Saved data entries
_____
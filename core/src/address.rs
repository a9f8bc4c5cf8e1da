//! Mesh addressing
//!
//! Hardware (bearer) addresses, unicast derivation and the group address
//! range. A device's unicast address is a pure function of its hardware
//! address: the last two octets, masked into the unicast range.

use serde::{Deserialize, Serialize};
use std::fmt;
use std::str::FromStr;
use thiserror::Error;

/// Unassigned address
pub const UNASSIGNED_ADDRESS: u16 = 0x0000;

/// Lowest valid unicast address
pub const UNICAST_MIN: u16 = 0x0001;

/// Highest valid unicast address
pub const UNICAST_MAX: u16 = 0x7FFF;

/// Lowest address of the group range
pub const GROUP_MIN: u16 = 0xC000;

/// Highest address of the group range (fixed group addresses start above it)
pub const GROUP_MAX: u16 = 0xFEFF;

/// The "Default" group every device may subscribe to
pub const DEFAULT_GROUP: u16 = 0xC000;

/// Errors produced while parsing addresses
#[derive(Error, Debug, Clone, PartialEq, Eq)]
pub enum AddressError {
    #[error("Invalid hardware address: {0}")]
    InvalidHardwareAddress(String),
    #[error("Invalid mesh address: {0}")]
    InvalidMeshAddress(String),
}

/// Six-octet bearer address of a physical device
#[derive(Debug, Clone, Copy, Default, PartialEq, Eq, Hash, PartialOrd, Ord)]
pub struct HardwareAddress([u8; 6]);

impl HardwareAddress {
    /// Wrap raw octets (most significant first)
    pub const fn new(octets: [u8; 6]) -> Self {
        Self(octets)
    }

    /// Raw octets
    pub fn octets(&self) -> [u8; 6] {
        self.0
    }

    /// Unicast address derived from this hardware address
    pub fn unicast(&self) -> u16 {
        derive_unicast(self)
    }
}

impl fmt::Display for HardwareAddress {
    fn fmt(&self, f: &mut fmt::Formatter<'_>) -> fmt::Result {
        let o = self.0;
        write!(
            f,
            "{:02X}:{:02X}:{:02X}:{:02X}:{:02X}:{:02X}",
            o[0], o[1], o[2], o[3], o[4], o[5]
        )
    }
}

impl FromStr for HardwareAddress {
    type Err = AddressError;

    fn from_str(s: &str) -> Result<Self, Self::Err> {
        let parts: Vec<&str> = s.trim().split(|c| c == ':' || c == '-').collect();
        if parts.len() != 6 {
            return Err(AddressError::InvalidHardwareAddress(s.to_string()));
        }
        let mut octets = [0u8; 6];
        for (slot, part) in octets.iter_mut().zip(parts) {
            if part.len() != 2 {
                return Err(AddressError::InvalidHardwareAddress(s.to_string()));
            }
            *slot = u8::from_str_radix(part, 16)
                .map_err(|_| AddressError::InvalidHardwareAddress(s.to_string()))?;
        }
        Ok(Self(octets))
    }
}

impl Serialize for HardwareAddress {
    fn serialize<S: serde::Serializer>(&self, serializer: S) -> Result<S::Ok, S::Error> {
        serializer.serialize_str(&self.to_string())
    }
}

impl<'de> Deserialize<'de> for HardwareAddress {
    fn deserialize<D: serde::Deserializer<'de>>(deserializer: D) -> Result<Self, D::Error> {
        let s = String::deserialize(deserializer)?;
        s.parse().map_err(serde::de::Error::custom)
    }
}

/// Derive the unicast address of a device from its hardware address.
///
/// `((hi << 8) | lo) & 0x7FFF` over the last two octets; `0` maps to `1`.
pub fn derive_unicast(address: &HardwareAddress) -> u16 {
    let o = address.octets();
    let unicast = ((u16::from(o[4]) << 8) | u16::from(o[5])) & UNICAST_MAX;
    if unicast == UNASSIGNED_ADDRESS {
        UNICAST_MIN
    } else {
        unicast
    }
}

/// True for addresses in `0x0001..=0x7FFF`
pub fn is_unicast(address: u16) -> bool {
    (UNICAST_MIN..=UNICAST_MAX).contains(&address)
}

/// True for addresses in `0xC000..=0xFEFF`
pub fn is_group(address: u16) -> bool {
    (GROUP_MIN..=GROUP_MAX).contains(&address)
}

/// Parse a user supplied mesh address: `default`, `0xC001`, `C001` or decimal
/// prefixed with `#`.
pub fn parse_mesh_address(input: &str) -> Result<u16, AddressError> {
    let s = input.trim();
    if s.eq_ignore_ascii_case("default") {
        return Ok(DEFAULT_GROUP);
    }
    let parsed = if let Some(dec) = s.strip_prefix('#') {
        dec.parse::<u16>().ok()
    } else {
        let hex = s
            .strip_prefix("0x")
            .or_else(|| s.strip_prefix("0X"))
            .unwrap_or(s);
        u16::from_str_radix(hex, 16).ok()
    };
    match parsed {
        Some(addr) if is_unicast(addr) || is_group(addr) => Ok(addr),
        _ => Err(AddressError::InvalidMeshAddress(input.to_string())),
    }
}

/// Format a mesh address the way logs and the CLI show it
pub fn format_address(address: u16) -> String {
    if address == DEFAULT_GROUP {
        "0xC000 (Default)".to_string()
    } else {
        format!("0x{:04X}", address)
    }
}
/// Choose the proxy candidate: the preferred device if configured, else the
/// first proxy-capable advertiser, else the first advertiser.
pub fn select_candidate(
    records: &[AdvertisementRecord],
    preferred: Option<HardwareAddress>,
) -> Option<HardwareAddress> {
    preferred
        .or_else(|| {
            records
                .iter()
                .find(|r| r.is_proxy_capable())
                .map(|r| r.address)
        })
        .or_else(|| records.first().map(|r| r.address))
}

/// Responders of one group window
#[derive(Debug, Clone, PartialEq, Eq)]
pub struct GroupReport {
    pub group: u16,
    pub responders: Vec<u16>,
}

/// What a discovery run reached
#[derive(Debug, Clone, PartialEq, Eq)]
pub struct DiscoveryReport {
    /// Last phase entered
    pub phase: DiscoveryPhase,
    pub devices_found: usize,
    pub proxy: Option<HardwareAddress>,
    pub groups: Vec<GroupReport>,
    /// The run stopped because the budget ran out
    pub deadline_hit: bool,
    pub elapsed: Duration,
}

impl DiscoveryReport {
    fn new() -> Self {
        Self {
            phase: DiscoveryPhase::Idle,
            devices_found: 0,
            proxy: None,
            groups: Vec::new(),
            deadline_hit: false,
            elapsed: Duration::ZERO,
        }
    }

    /// Devices that answered any group window
    pub fn responders(&self) -> usize {
        let mut all: Vec<u16> = self
            .groups
            .iter()
            .flat_map(|g| g.responders.iter().copied())
            .collect();
        all.sort_unstable();
        all.dedup();
        all.len()
    }
}

/// Clears an in-progress flag when dropped
struct FlagGuard<'a>(&'a AtomicBool);

impl<'a> FlagGuard<'a> {
    fn acquire(flag: &'a AtomicBool) -> Option<Self> {
        flag.compare_exchange(false, true, Ordering::SeqCst, Ordering::SeqCst)
            .ok()
            .map(|_| Self(flag))
    }
}

impl Drop for FlagGuard<'_> {
    fn drop(&mut self) {
        self.0.store(false, Ordering::SeqCst);
    }
}

/// Collaborators of the orchestrator
pub struct DiscoveryParts {
    pub settings: DiscoverySettings,
    pub proxy: ProxySettings,
    pub preferred_proxy: Option<HardwareAddress>,
    /// Groups always kept in the filter and discovered
    pub groups: Vec<u16>,
    pub scanner: Arc<dyn AdvertisementScanner>,
    pub database: Arc<dyn MeshDatabase>,
    pub session: ProxySession,
    pub filter: FilterManager,
    pub router: MessageRouter,
    pub registry: DeviceRegistry,
    pub windows: StatusWindows,
    pub events: EventBus,
}
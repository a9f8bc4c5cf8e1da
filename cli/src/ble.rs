// BLE collaborators backed by btleplug
//
// One adapter serves all three roles the core needs: advertisement scanner,
// proxy bearer (Mesh Proxy service, Data In / Data Out characteristics) and
// per-device GATT link for direct control.

use crate::config::BleConfig;
use async_trait::async_trait;
use btleplug::api::{
    BDAddr, Central, CentralEvent, CharPropFlags, Characteristic, Manager as _, Peripheral as _,
    PeripheralProperties, ScanFilter, WriteType,
};
use btleplug::platform::{Adapter, Manager, Peripheral};
use futures::StreamExt;
use meshlight_core::proxy::{BearerError, BearerEvent, BearerLink};
use meshlight_core::scan::{sig_uuid, ScanError, MESH_PROVISIONING_SERVICE, MESH_PROXY_SERVICE};
use meshlight_core::transport::{CharacteristicInfo, GattError};
use meshlight_core::{AdvertisementRecord, AdvertisementScanner, GattLink, HardwareAddress, ProxyBearer};
use parking_lot::Mutex;
use std::collections::HashMap;
use std::sync::Arc;
use std::time::Duration;
use tokio::sync::mpsc;
use tokio::task::JoinHandle;
use tracing::{debug, info, warn};
use uuid::Uuid;

/// Mesh Proxy Data In (client writes)
pub const PROXY_DATA_IN: u16 = 0x2ADD;
/// Mesh Proxy Data Out (proxy notifies)
pub const PROXY_DATA_OUT: u16 = 0x2ADE;

struct ProxyLink {
    address: HardwareAddress,
    peripheral: Peripheral,
    data_in: Characteristic,
    pump: JoinHandle<()>,
}

struct BleInner {
    adapter: Option<Adapter>,
    settings: BleConfig,
    seen: Mutex<HashMap<HardwareAddress, AdvertisementRecord>>,
    scan_task: Mutex<Option<JoinHandle<()>>>,
    proxy: tokio::sync::Mutex<Option<ProxyLink>>,
    gatt: tokio::sync::Mutex<HashMap<HardwareAddress, Peripheral>>,
}

/// The host's first Bluetooth adapter
#[derive(Clone)]
pub struct BleLink {
    inner: Arc<BleInner>,
}

impl BleLink {
    /// Open the first adapter. A host without one still yields a link that
    /// reports itself unavailable.
    pub async fn open(settings: BleConfig) -> Self {
        let adapter = match first_adapter().await {
            Ok(adapter) => {
                info!("Using Bluetooth adapter");
                Some(adapter)
            }
            Err(e) => {
                warn!("No Bluetooth adapter: {}", e);
                None
            }
        };
        Self {
            inner: Arc::new(BleInner {
                adapter,
                settings,
                seen: Mutex::new(HashMap::new()),
                scan_task: Mutex::new(None),
                proxy: tokio::sync::Mutex::new(None),
                gatt: tokio::sync::Mutex::new(HashMap::new()),
            }),
        }
    }

    fn adapter(&self) -> Option<&Adapter> {
        self.inner.adapter.as_ref()
    }

    async fn find_peripheral(&self, address: HardwareAddress) -> Result<Peripheral, String> {
        let adapter = self.adapter().ok_or_else(|| "no adapter".to_string())?;
        let peripherals = adapter.peripherals().await.map_err(|e| e.to_string())?;
        peripherals
            .into_iter()
            .find(|p| hardware_address(p.address()) == address)
            .ok_or_else(|| format!("{} not seen by the adapter", address))
    }
}

async fn first_adapter() -> Result<Adapter, btleplug::Error> {
    let manager = Manager::new().await?;
    manager
        .adapters()
        .await?
        .into_iter()
        .next()
        .ok_or_else(|| btleplug::Error::Other("no adapters".into()))
}

fn hardware_address(address: BDAddr) -> HardwareAddress {
    HardwareAddress::new(address.into_inner())
}

/// Convert btleplug's view of an advertiser into the core's record
pub fn record_from_properties(properties: &PeripheralProperties) -> AdvertisementRecord {
    let mut record =
        AdvertisementRecord::new(hardware_address(properties.address), properties.rssi.unwrap_or(i16::MIN));
    record.local_name = properties.local_name.clone();
    record.service_uuids = properties.services.clone();
    record.service_data = properties.service_data.clone();
    record.manufacturer_data = properties.manufacturer_data.clone();
    record
}

fn mesh_services() -> Vec<Uuid> {
    vec![
        sig_uuid(MESH_PROXY_SERVICE),
        sig_uuid(MESH_PROVISIONING_SERVICE),
    ]
}

fn characteristic(peripheral: &Peripheral, uuid: Uuid) -> Option<Characteristic> {
    peripheral.characteristics().into_iter().find(|c| c.uuid == uuid)
}

// ============================================================================
// SCANNER
// ============================================================================

#[async_trait]
impl AdvertisementScanner for BleLink {
    async fn start(&self) -> Result<(), ScanError> {
        let adapter = self
            .adapter()
            .ok_or_else(|| ScanError::Unavailable("no Bluetooth adapter".into()))?
            .clone();
        if self.inner.scan_task.lock().is_some() {
            return Ok(());
        }

        let mut events = adapter
            .events()
            .await
            .map_err(|e| ScanError::Failed(e.to_string()))?;
        let services = if self.inner.settings.mesh_only {
            mesh_services()
        } else {
            Vec::new()
        };
        adapter
            .start_scan(ScanFilter { services })
            .await
            .map_err(|e| ScanError::Failed(e.to_string()))?;
        debug!("BLE scan started");

        let inner = Arc::clone(&self.inner);
        let task = tokio::spawn(async move {
            while let Some(event) = events.next().await {
                let id = match event {
                    CentralEvent::DeviceDiscovered(id) | CentralEvent::DeviceUpdated(id) => id,
                    _ => continue,
                };
                let peripheral = match adapter.peripheral(&id).await {
                    Ok(peripheral) => peripheral,
                    Err(_) => continue,
                };
                if let Ok(Some(properties)) = peripheral.properties().await {
                    let mut record = record_from_properties(&properties);
                    record.last_seen = Some(tokio::time::Instant::now());
                    inner.seen.lock().insert(record.address, record);
                }
            }
        });
        *self.inner.scan_task.lock() = Some(task);
        Ok(())
    }

    async fn stop(&self) -> Result<(), ScanError> {
        let task = self.inner.scan_task.lock().take();
        if let Some(task) = task {
            task.abort();
        }
        if let Some(adapter) = self.adapter() {
            adapter
                .stop_scan()
                .await
                .map_err(|e| ScanError::Failed(e.to_string()))?;
            debug!("BLE scan stopped");
        }
        Ok(())
    }

    fn is_scanning(&self) -> bool {
        self.inner.scan_task.lock().is_some()
    }

    fn discovered(&self) -> Vec<AdvertisementRecord> {
        let mut records: Vec<_> = self.inner.seen.lock().values().cloned().collect();
        records.sort_by(|a, b| b.rssi.cmp(&a.rssi));
        records
    }
}

// ============================================================================
// PROXY BEARER
// ============================================================================

#[async_trait]
impl ProxyBearer for BleLink {
    fn is_available(&self) -> bool {
        self.adapter().is_some()
    }

    async fn open(
        &self,
        address: HardwareAddress,
        timeout: Duration,
    ) -> Result<BearerLink, BearerError> {
        let adapter = self.adapter().ok_or(BearerError::Unavailable)?.clone();
        let peripheral = self
            .find_peripheral(address)
            .await
            .map_err(|_| BearerError::DeviceNotFound(address))?;

        tokio::time::timeout(timeout, peripheral.connect())
            .await
            .map_err(|_| BearerError::Timeout)?
            .map_err(|e| BearerError::ConnectFailed(e.to_string()))?;
        peripheral
            .discover_services()
            .await
            .map_err(|e| BearerError::ConnectFailed(e.to_string()))?;

        let data_in = characteristic(&peripheral, sig_uuid(PROXY_DATA_IN));
        let data_out = characteristic(&peripheral, sig_uuid(PROXY_DATA_OUT));
        let (data_in, data_out) = match (data_in, data_out) {
            (Some(data_in), Some(data_out)) => (data_in, data_out),
            _ => {
                let _ = peripheral.disconnect().await;
                return Err(BearerError::ServiceMissing(address));
            }
        };
        peripheral
            .subscribe(&data_out)
            .await
            .map_err(|e| BearerError::ConnectFailed(e.to_string()))?;

        let mut notifications = peripheral
            .notifications()
            .await
            .map_err(|e| BearerError::ConnectFailed(e.to_string()))?;
        let mut central = adapter
            .events()
            .await
            .map_err(|e| BearerError::ConnectFailed(e.to_string()))?;

        let (tx, rx) = mpsc::unbounded_channel();
        let id = peripheral.id();
        let out_uuid = data_out.uuid;
        let pump = tokio::spawn(async move {
            let reason = loop {
                tokio::select! {
                    notification = notifications.next() => match notification {
                        Some(n) if n.uuid == out_uuid => {
                            if tx.send(BearerEvent::Frame(n.value)).is_err() {
                                return;
                            }
                        }
                        Some(_) => {}
                        None => break "notification stream ended".to_string(),
                    },
                    event = central.next() => match event {
                        Some(CentralEvent::DeviceDisconnected(gone)) if gone == id => {
                            break "peripheral disconnected".to_string();
                        }
                        Some(_) => {}
                        None => break "adapter event stream ended".to_string(),
                    },
                }
            };
            let _ = tx.send(BearerEvent::Disconnected { reason });
        });

        info!("Proxy bearer open to {}", address);
        *self.inner.proxy.lock().await = Some(ProxyLink {
            address,
            peripheral,
            data_in,
            pump,
        });
        Ok(BearerLink {
            max_transfer_size: self.inner.settings.transfer_size,
            events: rx,
        })
    }

    async fn write(&self, frame: &[u8]) -> Result<(), BearerError> {
        let proxy = self.inner.proxy.lock().await;
        let link = proxy.as_ref().ok_or(BearerError::NotConnected)?;
        link.peripheral
            .write(&link.data_in, frame, WriteType::WithoutResponse)
            .await
            .map_err(|e| BearerError::WriteFailed(e.to_string()))
    }

    async fn close(&self) {
        let link = self.inner.proxy.lock().await.take();
        if let Some(link) = link {
            link.pump.abort();
            if let Err(e) = link.peripheral.disconnect().await {
                debug!("Disconnect from {} failed: {}", link.address, e);
            }
            debug!("Proxy bearer to {} closed", link.address);
        }
    }
}

// ============================================================================
// GATT LINK
// ============================================================================

impl BleLink {
    async fn connected(&self, device: HardwareAddress) -> Result<Peripheral, GattError> {
        self.inner
            .gatt
            .lock()
            .await
            .get(&device)
            .cloned()
            .ok_or_else(|| GattError::ConnectFailed(device, "not connected".into()))
    }
}

#[async_trait]
impl GattLink for BleLink {
    fn is_available(&self) -> bool {
        self.adapter().is_some()
    }

    async fn connect(&self, device: HardwareAddress) -> Result<(), GattError> {
        if self.adapter().is_none() {
            return Err(GattError::Unavailable);
        }
        let peripheral = self
            .find_peripheral(device)
            .await
            .map_err(|e| GattError::ConnectFailed(device, e))?;
        peripheral
            .connect()
            .await
            .map_err(|e| GattError::ConnectFailed(device, e.to_string()))?;
        self.inner.gatt.lock().await.insert(device, peripheral);
        Ok(())
    }

    async fn discover(&self, device: HardwareAddress) -> Result<Vec<CharacteristicInfo>, GattError> {
        let peripheral = self.connected(device).await?;
        peripheral
            .discover_services()
            .await
            .map_err(|e| GattError::DiscoveryFailed(e.to_string()))?;

        let mesh = mesh_services();
        Ok(peripheral
            .characteristics()
            .into_iter()
            .filter(|c| !mesh.contains(&c.service_uuid))
            .map(|c| CharacteristicInfo {
                uuid: c.uuid,
                readable: c.properties.contains(CharPropFlags::READ),
                writable: c
                    .properties
                    .intersects(CharPropFlags::WRITE | CharPropFlags::WRITE_WITHOUT_RESPONSE),
            })
            .collect())
    }

    async fn read(&self, device: HardwareAddress, uuid: Uuid) -> Result<Vec<u8>, GattError> {
        let peripheral = self.connected(device).await?;
        let target = characteristic(&peripheral, uuid)
            .ok_or_else(|| GattError::ReadFailed(format!("{} not found", uuid)))?;
        peripheral
            .read(&target)
            .await
            .map_err(|e| GattError::ReadFailed(e.to_string()))
    }

    async fn write(
        &self,
        device: HardwareAddress,
        uuid: Uuid,
        value: Vec<u8>,
    ) -> Result<(), GattError> {
        let peripheral = self.connected(device).await?;
        let target = characteristic(&peripheral, uuid)
            .ok_or_else(|| GattError::WriteFailed(format!("{} not found", uuid)))?;
        let kind = if target.properties.contains(CharPropFlags::WRITE) {
            WriteType::WithResponse
        } else {
            WriteType::WithoutResponse
        };
        peripheral
            .write(&target, &value, kind)
            .await
            .map_err(|e| GattError::WriteFailed(e.to_string()))
    }

    async fn disconnect(&self, device: HardwareAddress) {
        let peripheral = self.inner.gatt.lock().await.remove(&device);
        if let Some(peripheral) = peripheral {
            if let Err(e) = peripheral.disconnect().await {
                debug!("GATT disconnect from {} failed: {}", device, e);
            }
        }
    }
}

#[cfg(test)]
mod tests {
    use super::*;

    #[test]
    fn test_record_from_properties() {
        let mut properties = PeripheralProperties::default();
        properties.address = BDAddr::from([0xD4, 0x12, 0x00, 0x00, 0x01, 0x23]);
        properties.rssi = Some(-61);
        properties.local_name = Some("Porch".to_string());
        properties.services = vec![sig_uuid(MESH_PROXY_SERVICE)];

        let record = record_from_properties(&properties);
        assert_eq!(record.address.to_string(), "D4:12:00:00:01:23");
        assert_eq!(record.address.unicast(), 0x0123);
        assert_eq!(record.rssi, -61);
        assert!(record.is_proxy_capable());
        assert_eq!(record.local_name.as_deref(), Some("Porch"));
    }

    #[test]
    fn test_proxy_characteristics_are_sig_ids() {
        assert_eq!(
            sig_uuid(PROXY_DATA_IN).to_string(),
            "00002add-0000-1000-8000-00805f9b34fb"
        );
        assert_eq!(
            sig_uuid(PROXY_DATA_OUT).to_string(),
            "00002ade-0000-1000-8000-00805f9b34fb"
        );
    }
}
_____
» Problem:
What are the lines, exactly as written above, from the line with "pub fn derive_unicast(address: &HardwareAddress)" to the line with "pub fn is_unicast(address: u16)", both included? Output only those.

» Result below:
pub fn derive_unicast(address: &HardwareAddress) -> u16 {
    let o = address.octets();
    let unicast = ((u16::from(o[4]) << 8) | u16::from(o[5])) & UNICAST_MAX;
    if unicast == UNASSIGNED_ADDRESS {
        UNICAST_MIN
    } else {
        unicast
    }
}

/// True for addresses in `0x0001..=0x7FFF`
pub fn is_unicast(address: u16) -> bool {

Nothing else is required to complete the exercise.